Mr Ligterink thinks a hybrid system would work for deepwater deployments, without the undesired heat from heave compensation.
“A hybrid system of wire rope for heave compensation and fibre rope for lowering solves these challenges without requiring an active cooling system,” he said. “This is the best of both worlds.”
Reasons for fibre rope versus steel wire:
(Source: Huisman Equipment)
Huisman supplies a hybrid lifting crane with safe working loads up to 1,200 tonnes. Its latest contract awards have not yet reached this level. In November 2019, Huisman secured a contract for the design, engineering, construction and delivery of a 5,000-tonne tub-mounted crane (TMC) on board Jan De Nul’s newest offshore installation vessel.
This vessel is under construction at the CMHI Haimen shipyard in Xiamen, China. It will be available for offshore windfarm construction and offshore oil and gas platform decommissioning when it enters service in 2021.
Its TMC is designed for both main hoist and auxiliary hoist operations in harsh weather conditions and the crane is outfitted with Huisman’s dual main hoist system for easy upending of large structures.
Huisman was also selected to supply a 4,000-tonne offshore mast crane (OMC) to Royal Boskalis Westminster’s crane vessel Bokalift 2. This vessel will be capable of lifting jackets for wind turbines off the deck of the vessel up to 100 m above the deck.
A fly jib allows lifting of smaller components up to 125 m above deck. Hoisting tackles will enable this OMC to upend long monopiles from a horizontal to vertical position.
Bokalift 2 will be used after delivery for installing jackets for the Taiwanese Changfang and Xidao offshore windfarms.
Recent installations and agreements
Seaonics has delivered high-end winch packages for a research vessel set to be delivered this year. It supplied equipment for 183-m Rev, which is financed by Kjell Inge Roekke’s Rosellinis Four-10 and is being outfitted at Vard Brattvag in Norway.
The Seaonics package will enable lowering and lifting of equipment through Rev’s moonpool using a 20-tonne fibre rope crane down to 6,000 m water depth, according to Seaonics sales manager for offshore energy Lars Haahjem.
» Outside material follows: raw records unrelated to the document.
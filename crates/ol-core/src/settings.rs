//! Default engine parameters.
//!
//! [`PricingDefaults`] is a plain value: there is no global instance and no
//! file or environment loading. Callers that want different step counts or
//! trial counts build their own and pass it to the `*_with` entry points.

use crate::{ensure, Real, Result, Size};

/// Step, trial, and grid sizes used when a caller does not supply them.
#[derive(Debug, Clone, Copy, PartialEq)]
#[cfg_attr(feature = "serde", derive(serde::Serialize, serde::Deserialize))]
#[cfg_attr(feature = "serde", serde(default))]
pub struct PricingDefaults {
    /// Number of time steps in the binomial lattice.
    pub lattice_steps: Size,
    /// Number of Monte Carlo trials.
    pub mc_trials: Size,
    /// Number of maturities sampled by the sensitivity sweep.
    pub sweep_points: Size,
    /// Calendar days per year, used for theta and the sweep's day grid.
    pub days_per_year: Real,
}

impl Default for PricingDefaults {
    fn default() -> Self {
        Self {
            lattice_steps: 100,
            mc_trials: 1_000,
            sweep_points: 100,
            days_per_year: 365.0,
        }
    }
}

impl PricingDefaults {
    /// Override the lattice step count.
    pub fn with_lattice_steps(mut self, steps: Size) -> Self {
        self.lattice_steps = steps;
        self
    }

    /// Override the Monte Carlo trial count.
    pub fn with_mc_trials(mut self, trials: Size) -> Self {
        self.mc_trials = trials;
        self
    }

    /// Override the number of sweep points.
    pub fn with_sweep_points(mut self, points: Size) -> Self {
        self.sweep_points = points;
        self
    }

    /// Check that every count is positive.
    pub fn validate(&self) -> Result<()> {
        ensure!(self.lattice_steps > 0, "lattice_steps must be > 0");
        ensure!(self.mc_trials > 0, "mc_trials must be > 0");
        ensure!(self.sweep_points > 0, "sweep_points must be > 0");
        ensure!(
            self.days_per_year.is_finite() && self.days_per_year > 0.0,
            "days_per_year must be positive, got {}",
            self.days_per_year
        );
        Ok(())
    }
}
The package includes a Seaonics control system with remote access and diagnostics and high-precision active heave compensation winch control.
Mr Haahjem told OSJ that Seaonics had also supplied an XT handling system for retrieval and deployment for subsea wellhead equipment to Odjjell Drilling.
This package was successfully tested on semi-submersible drilling rig Deepsea Nordkapp. It consists of an electrical-driven main hoist lifting winch, two routeing sheaves, a roller cross and an electro-drive container, said Mr Haahjem.
“This is the first delivery on a semi-submersible, but it could also be used on a monohull well intervention vessel,” he said.
Meanwhile, Liebherr Maritime Cranes is installing an HLC series crane on DEME’s installation vessel Orion in Rostock, Germany. It is assembling an HLC 295000 crane with a 160 m boom and height of 90 m. This crane assembly will be capable of lifting to a height of 180 m, with a weight of 5,000 tonnes at more than 30-m outreach.
Liebherr also supplied a travelling cargo crane TCC 78000 with maximum lifting capacity of 1,600 tonnes and lifting height of 158 m.
This year, Liebherr plans to celebrate the 50th anniversary of manufacturing in the US by opening a new US$60M facility as an expansion to its base in Newport News, Virginia.
Heila Cranes has signed an agreement with UAE-based vessel builder Albwardy Damen to service marine and offshore cranes. This includes overhauls, maintenance, repairs, inspections, technical reporting, advice and the supply of spare parts. Heila has also opened a Middle East centre for electrical and automation crane servicing.
Heila Cranes also supplied cranes to a new dynamic-positioned multicat workboat being outfitted for Van Wijngaarden Marine Services. Kilstroom is a Damen-designed and -built Multi Cat 3013 with two HLRM 440-4S telescopic knuckle boom cranes.